We were directed to the Capitol’s labyrinthine basement tunnel system.

As lawmakers and staffers stormed out, some Senate staffers managed to grab the boxes containing the Electoral College certificates to ensure that the vandals couldn’t literally steal the election results.

Outside the Senate chamber, more than an hour after the riots began, I was finally reunited with my phone, which I had hastily left at my desk. There was a flood of text messages from my colleagues, editors, and friends, some asking me to simply respond and let them know I was OK.

Only later did I find out that we had left the chamber just a few steps ahead of the crowd.

On Monday the scene was very different. Ms. Harris stoically and smoothly presided over the formalization of her own defeat without interruption while Mr. Schumer looked on and declared, “Our loyalty is to the Constitution and the rule of law.” The mahogany boxes containing the electoral votes stood where they belonged on the House dais.

The reporters sat from the House gallery upstairs, typing away on their laptops, without a hint of danger in the air.

Sen.
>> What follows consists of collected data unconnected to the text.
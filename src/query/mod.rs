/// SELECT blocks, tuple variables and column resolution.
pub mod scope;

pub use scope::{
    ColumnKey, ColumnRef, CteDef, JoinKind, OutputColumn, QueryModel, Resolution, ResolvedColumn,
    ScopeId, ScopeRole, SelectScope, SetOperation, TupleVar, VarId, VarSource,
};
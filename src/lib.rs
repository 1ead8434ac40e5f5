//! Detect misconceptions in SQL queries: tautologies and contradictions,
//! missing joins, NULL pitfalls, needless complications, and differences
//! from a reference solution.
#![warn(missing_docs)]

/// Relations, columns and keys the queries are checked against.
pub mod catalog;
/// Misconception catalog, checks and the registry that runs them.
pub mod classifier;
/// Engine settings loaded from defaults, TOML and the environment.
pub mod config;
/// Single-query and batch analysis pipeline.
pub mod engine;
/// Error types.
pub mod error;
/// Join graphs per disjunct: missing and redundant joins.
pub mod joins;
/// Three-valued predicate atoms, DNF normalization and the consistency oracle.
pub mod logic;
/// Aggregation of findings, JSON output and the Markdown report.
pub mod output;
/// SQL parsing, lexical facts and expression helpers.
pub mod parser;
/// Scopes, tuple variables and column resolution.
pub mod query;
/// Read-only probes against a sample database.
pub mod sampler;

pub use engine::{Analyzer, Outcome};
Mitch McConnell of Kentucky, the former GOP leader, wasn’t even at the Capitol to attend Monday’s proceedings. Four years ago, he gave a scathing speech on the Senate floor warning that democracy would enter a “death spiral” if Republicans followed Trump’s lies about a stolen election. That was just moments before a security guard practically lifted him off his feet and led him away from the rioters who had invaded the Senate.

Soon after, I finally reached a safe area and sat on the ground, feeling more anger than fear.

Thousands of people had come to one of the most important places in American democracy, breaking windows, destroying offices and injuring people for what they believed to be a just cause – but one based on a foundation of lies.

As a journalist, it was clear what my role was: I opened my laptop.

In this safe space, I and the other members of the media fulfilled our own constitutional duty under the First Amendment. We weren’t heroes; That title goes to the Capitol and Metropolitan Police officers who repelled the attackers and ultimately ensured the transfer of power between presidential administrations that day. I got to know several of them in the following months.

But we did our job as well as possible. The room filled with tactical law enforcement team members carrying long guns.

In a secure room next to ours, senators had begun talking in hushed tones about whether and how to proceed with the voter count. We heard applause erupt when we later learned that they had decided to return to the Senate chamber that same evening to complete the counting of votes.

“We’re not going to let that stop us from getting the job done,” Ms. Klobuchar told me at the time.

It would take hours for lawmakers to approve Joseph R. Biden Jr.’s victory. Some Republicans continued to protest the former vice president’s victory.

It was finally over at 3:41 a.m. on Jan. 7 — about 14 hours after the session began.

On Monday the same task took 30 minutes.